**Work instruction**
Go line by line through the entries and show those that hold the string "index".

**Data for the task**
---

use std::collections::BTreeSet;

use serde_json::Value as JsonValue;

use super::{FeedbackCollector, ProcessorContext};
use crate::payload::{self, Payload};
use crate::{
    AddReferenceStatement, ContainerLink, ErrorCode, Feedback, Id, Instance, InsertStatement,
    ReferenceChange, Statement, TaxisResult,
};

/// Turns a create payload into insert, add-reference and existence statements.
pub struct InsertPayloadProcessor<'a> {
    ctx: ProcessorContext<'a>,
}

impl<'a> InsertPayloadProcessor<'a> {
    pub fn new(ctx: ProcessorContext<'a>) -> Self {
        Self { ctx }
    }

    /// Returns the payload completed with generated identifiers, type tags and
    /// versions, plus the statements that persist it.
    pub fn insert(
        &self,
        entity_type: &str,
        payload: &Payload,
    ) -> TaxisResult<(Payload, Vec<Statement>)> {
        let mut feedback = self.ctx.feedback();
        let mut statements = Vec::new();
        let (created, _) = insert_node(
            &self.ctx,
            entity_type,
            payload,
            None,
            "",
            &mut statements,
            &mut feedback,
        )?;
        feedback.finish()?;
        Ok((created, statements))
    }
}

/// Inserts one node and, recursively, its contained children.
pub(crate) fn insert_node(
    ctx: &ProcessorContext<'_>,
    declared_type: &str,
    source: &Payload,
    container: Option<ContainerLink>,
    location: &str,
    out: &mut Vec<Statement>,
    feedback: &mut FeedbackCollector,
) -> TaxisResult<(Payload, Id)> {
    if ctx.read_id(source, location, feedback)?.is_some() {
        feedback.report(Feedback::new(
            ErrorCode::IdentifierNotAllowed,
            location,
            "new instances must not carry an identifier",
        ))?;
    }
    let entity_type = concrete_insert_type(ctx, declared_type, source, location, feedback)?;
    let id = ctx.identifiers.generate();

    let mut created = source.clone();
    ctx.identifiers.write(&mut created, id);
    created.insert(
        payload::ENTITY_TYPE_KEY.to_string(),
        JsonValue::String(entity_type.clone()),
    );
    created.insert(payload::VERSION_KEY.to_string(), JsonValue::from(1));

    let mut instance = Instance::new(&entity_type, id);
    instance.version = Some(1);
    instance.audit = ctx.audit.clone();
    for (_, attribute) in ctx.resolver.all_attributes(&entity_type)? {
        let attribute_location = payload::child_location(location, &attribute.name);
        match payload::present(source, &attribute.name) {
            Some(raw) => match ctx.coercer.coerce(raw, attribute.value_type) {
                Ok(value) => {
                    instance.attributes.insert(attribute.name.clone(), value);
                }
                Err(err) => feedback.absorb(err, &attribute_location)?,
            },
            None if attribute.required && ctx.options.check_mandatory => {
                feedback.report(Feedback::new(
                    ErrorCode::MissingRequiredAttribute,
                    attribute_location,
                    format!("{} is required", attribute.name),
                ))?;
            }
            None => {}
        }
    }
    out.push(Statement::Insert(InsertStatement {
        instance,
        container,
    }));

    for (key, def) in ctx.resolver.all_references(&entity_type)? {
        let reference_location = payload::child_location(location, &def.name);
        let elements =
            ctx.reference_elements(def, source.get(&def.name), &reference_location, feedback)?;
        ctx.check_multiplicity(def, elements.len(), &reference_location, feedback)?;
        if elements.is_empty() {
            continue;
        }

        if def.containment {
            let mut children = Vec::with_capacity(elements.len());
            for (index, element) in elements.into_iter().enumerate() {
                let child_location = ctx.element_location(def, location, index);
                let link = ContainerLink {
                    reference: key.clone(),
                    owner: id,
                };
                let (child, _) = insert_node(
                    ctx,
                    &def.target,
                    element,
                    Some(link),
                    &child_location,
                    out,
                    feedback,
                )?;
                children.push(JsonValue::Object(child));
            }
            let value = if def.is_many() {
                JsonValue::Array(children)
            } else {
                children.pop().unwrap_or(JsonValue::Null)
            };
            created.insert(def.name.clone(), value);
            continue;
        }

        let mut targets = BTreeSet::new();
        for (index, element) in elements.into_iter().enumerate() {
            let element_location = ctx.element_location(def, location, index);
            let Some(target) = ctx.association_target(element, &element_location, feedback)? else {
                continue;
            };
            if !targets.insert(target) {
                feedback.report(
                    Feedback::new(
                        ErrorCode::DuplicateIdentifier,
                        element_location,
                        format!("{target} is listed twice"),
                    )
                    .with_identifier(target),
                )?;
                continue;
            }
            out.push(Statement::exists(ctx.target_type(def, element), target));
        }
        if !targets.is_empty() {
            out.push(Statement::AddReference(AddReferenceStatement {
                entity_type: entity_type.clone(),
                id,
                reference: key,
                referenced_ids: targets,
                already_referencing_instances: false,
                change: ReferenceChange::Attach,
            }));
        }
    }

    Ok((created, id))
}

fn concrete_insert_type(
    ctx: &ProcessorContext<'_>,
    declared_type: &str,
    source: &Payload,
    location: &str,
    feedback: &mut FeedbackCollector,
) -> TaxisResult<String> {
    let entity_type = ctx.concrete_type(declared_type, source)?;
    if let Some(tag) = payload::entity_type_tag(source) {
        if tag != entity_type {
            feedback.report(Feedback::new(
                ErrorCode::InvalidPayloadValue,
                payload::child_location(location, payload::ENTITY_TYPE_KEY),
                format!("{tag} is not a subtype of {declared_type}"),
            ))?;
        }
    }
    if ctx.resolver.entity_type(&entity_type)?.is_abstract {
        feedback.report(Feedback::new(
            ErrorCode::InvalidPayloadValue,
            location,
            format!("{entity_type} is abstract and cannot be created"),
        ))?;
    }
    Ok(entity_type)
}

---

**Written answer**
            for (index, element) in elements.into_iter().enumerate() {
                let child_location = ctx.element_location(def, location, index);
        for (index, element) in elements.into_iter().enumerate() {
            let element_location = ctx.element_location(def, location, index);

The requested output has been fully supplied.